Pre-existing medical conditions (PEMCs) have come under the spotlight in the UK this year, not least because retail travel insurance vendors are now obliged to signpost customers with serious PEMcs to an approved directory of providers. This, says the Financial Conduct Authority (FCA), should help those with PEMCs navigate their options and avoid paying over the odds for cover. It should also reduce the number of uninsured travellers who risk paying large medical bills if an emergency strikes overseas. The FCA is also working with the travel sector to drive a wider consumer understanding of PEMCs in relation to insurance. And this is good news for insurers and medical assistance providers alike.
But what about the minority of customers who buy travel insurance and find themselves not covered for medical assistance overseas because of undeclared PEMCs? And how should assistance providers, on the frontline of medical claims abroad, respond?
Looking at the causes of undeclared conditions
The Customer Insurance (Disclosure and Representations) Act 2012 requires customers to take reasonable care not to make a misrepresentation if asked a clear question by an insurer when a policy is sold or renewed.
Nevertheless, a small number of travel insurance customers choose not to declare pre-existing medical conditions; perhaps for fear of expensive premiums, or of employment repercussions (for instance, if they expose mental health problems), or of not being eligible for travel insurance at all. Others may be unaware of the conditions they need to declare. Others still may forget to update medical information for existing travel insurance policies when their health has changed.
What we do know is that there’s no single reason for pre-existing conditions, physical or mental, not to be declared by consumers – and that reading the policy small print is a vital part of making sure that cover is adequate.
To cover or not to cover?
A skilled manager can make all the difference to a customer’s understanding of the fairness of the claims process, and to the ongoing relationship with their insurer
It’s up to the underwriter to decide whether or not to pay a medical claim. But it falls on the assistance provider to determine if customers’ pre-existing medical conditions have been declared correctly, and, if not, if they are relevant.

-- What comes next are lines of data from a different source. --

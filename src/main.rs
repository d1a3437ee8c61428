mod config;
mod error;
mod geocode;
mod geodesy;
mod input;
mod logging;
mod model;
mod pipeline;
mod report;

use std::path::PathBuf;
use std::time::Duration;

use clap::{Args, Parser, Subcommand};

use crate::config::{DEFAULT_THROTTLE_MS, DEFAULT_TIMEOUT_SECS, RunConfig};
use crate::error::RunError;
use crate::geocode::postcodes_io::DEFAULT_BASE_URL;
use crate::geocode::{PostcodesIoClient, Throttled};
use crate::model::score::NOT_AVAILABLE;
use crate::pipeline::progress::{BarProgress, ProgressObserver, SilentProgress};
use crate::pipeline::run_pipeline;

#[derive(Debug, Parser)]
#[command(name = "ppc-riskscore", version, about)]
struct Cli {
    #[command(subcommand)]
    command: Command,
}

#[derive(Debug, Subcommand)]
enum Command {
    /// Geocode, match and score a leads table against a branches table.
    Run(RunArgs),
}

#[derive(Debug, Args)]
struct RunArgs {
    /// Leads table (.csv/.tsv, optionally .gz).
    #[arg(long, value_name = "FILE")]
    leads: PathBuf,
    /// Branches table (.csv/.tsv, optionally .gz).
    #[arg(long, value_name = "FILE")]
    branches: PathBuf,
    /// Output directory.
    #[arg(long, value_name = "DIR")]
    out: PathBuf,
    /// Base URL of a postcodes.io compatible geocoder.
    #[arg(long, env = "PPC_GEOCODER_URL", default_value = DEFAULT_BASE_URL)]
    geocoder_url: String,
    /// Minimum milliseconds between postcode lookups.
    #[arg(long, default_value_t = DEFAULT_THROTTLE_MS)]
    throttle_ms: u64,
    /// Per-request geocoder timeout in seconds.
    #[arg(long, default_value_t = DEFAULT_TIMEOUT_SECS)]
    timeout_secs: u64,
    /// Text written to cells that have no value.
    #[arg(long, default_value = NOT_AVAILABLE)]
    na_marker: String,
    /// Hide the progress bar.
    #[arg(long)]
    quiet: bool,
}

impl From<RunArgs> for RunConfig {
    fn from(args: RunArgs) -> Self {
        RunConfig {
            leads_path: args.leads,
            branches_path: args.branches,
            out_dir: args.out,
            geocoder_url: args.geocoder_url,
            throttle: Duration::from_millis(args.throttle_ms),
            timeout: Duration::from_secs(args.timeout_secs),
            na_marker: args.na_marker,
            quiet: args.quiet,
        }
    }
}

fn main() {
    logging::init();
    let cli = Cli::parse();
    let Command::Run(args) = cli.command;
    if let Err(err) = run(RunConfig::from(args)) {
        eprintln!("{err}");
        std::process::exit(1);
    }
}

fn run(config: RunConfig) -> Result<(), RunError> {
    config.validate()?;

    let client = PostcodesIoClient::new(&config.geocoder_url, config.timeout)?;
    let mut lookup = Throttled::new(client, config.throttle);
    let mut observer: Box<dyn ProgressObserver> = if config.quiet {
        Box::new(SilentProgress)
    } else {
        Box::new(BarProgress::new("Running risk scoring..."))
    };

    run_pipeline(&config, &mut lookup, observer.as_mut())?;
    Ok(())
}

#[cfg(test)]
#[path = "../tests/src_inline/main_inline.rs"]
mod tests;
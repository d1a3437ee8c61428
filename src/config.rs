use std::path::PathBuf;
use std::time::Duration;

use crate::error::RunError;
use crate::input::InputError;

pub const DEFAULT_THROTTLE_MS: u64 = 100;
pub const DEFAULT_TIMEOUT_SECS: u64 = 10;

#[derive(Debug, Clone, PartialEq, Eq)]
pub struct RunConfig {
    pub leads_path: PathBuf,
    pub branches_path: PathBuf,
    pub out_dir: PathBuf,
    pub geocoder_url: String,
    /// Minimum spacing between postcode lookups.
    pub throttle: Duration,
    pub timeout: Duration,
    /// Written to output cells that have no value.
    pub na_marker: String,
    pub quiet: bool,
}

impl RunConfig {
    /// Both input tables must exist before the pipeline starts.
    pub fn validate(&self) -> Result<(), RunError> {
        for (label, path) in [("leads", &self.leads_path), ("branches", &self.branches_path)] {
            if !path.is_file() {
                return Err(InputError::MissingInput(format!(
                    "{label} file {} does not exist",
                    path.display()
                ))
                .into());
            }
        }

        let url = self.geocoder_url.trim();
        if url.is_empty() {
            return Err(RunError::Config("geocoder url cannot be empty".to_string()));
        }
        if !url.starts_with("http://") && !url.starts_with("https://") {
            return Err(RunError::Config(
                "geocoder url must start with http:// or https://".to_string(),
            ));
        }
        if self.timeout.is_zero() {
            return Err(RunError::Config("timeout must be positive".to_string()));
        }

        tracing::debug!("geocoder url: {}", url);
        tracing::debug!(
            "throttle: {:?}, timeout: {:?}",
            self.throttle,
            self.timeout
        );
        Ok(())
    }
}

#[cfg(test)]
#[path = "../tests/src_inline/config.rs"]
mod tests;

The provider has a responsibility to both underwriter and customer to carry out this process fairly, transparently and thoroughly. And the pressure is on to minimise delays, especially when a customer is being treated in a private hospital and the medical bills are mounting, or if care providers are impatient for guarantees of payment.
In the face of potential delays (for instance when primary care practitioners are slow to produce the medical records needed to establish cover), customers can be asked to sign disclaimers to declare they have been open about their PEMCs. The assistance provider can also dig deeper using techniques such as retrospective medical screening to determine an individual’s health status when they took out a policy, and further GP questioning. These can help establish if, for example, a customer’s symptoms were apparent before they set off abroad, if they truly understood what their pre-existing conditions were, if they were waiting for a referral to a specialist – and so on.
Setting the right expectations about cover from the start of a claim is important. For instance, if a customer has been involved in an accident abroad, their assistance case manager should make them aware that the insurer will establish if there were contributing factors, such as pre-existing eyesight problems, before confirming cover.
If a claim is subsequently denied by the underwriter, the case manager will need to explain this with extreme sensitivity, possibly in the face of anger and upset from the customer. A skilled manager can make all the difference to a customer’s understanding of the fairness of the claims process, and to the ongoing relationship with their insurer. Full and seamless support via self-funded assistance or repatriation should be offered in these situations, and some customers will choose this option, especially when they are very sick and need help to get home. Others will organise their own transport home, or stick to their original travel plans if they are well enough to do so.
Sometimes, when a travel policy would have been sold at a higher premium if all PEMCs had been declared at point of sale, the case manager will explain that the insurer will pay a proportion of the claim; for instance, 60 per cent of air ambulance costs, with the customer asked to pay the remaining 40 per cent. In all these circumstances, the assistance provider must do everything in its power to determine a fair decision.
Prevention is better than cure
It’s important to convey the message that travel cover can’t be taken for granted. As the Financial Ombudsman Service states: “Travel insurance can be the most complex financial product an individual may buy during the year because of the wide range of risks covered.” Customers need to view it as more than a last-minute ‘add on’ to a holiday, which means recognising the relevance of PEMCs.
Automated medical screening with intuitive question sets, industry campaigns and media coverage are all increasing awareness of the importance of declaring pre-existing conditions to validate travel policies. Wider digitisation may also help drive the cause, for instance via individual pre-travel health risk assessment tools that can expose PEMCs and shape travel risk mitigation. But it’s vital that customers, insurers and assistance providers alike are honest and transparent about what individual medical circumstances are and about what insurance cover can be provided. Because it’s in everyone’s interest that they are.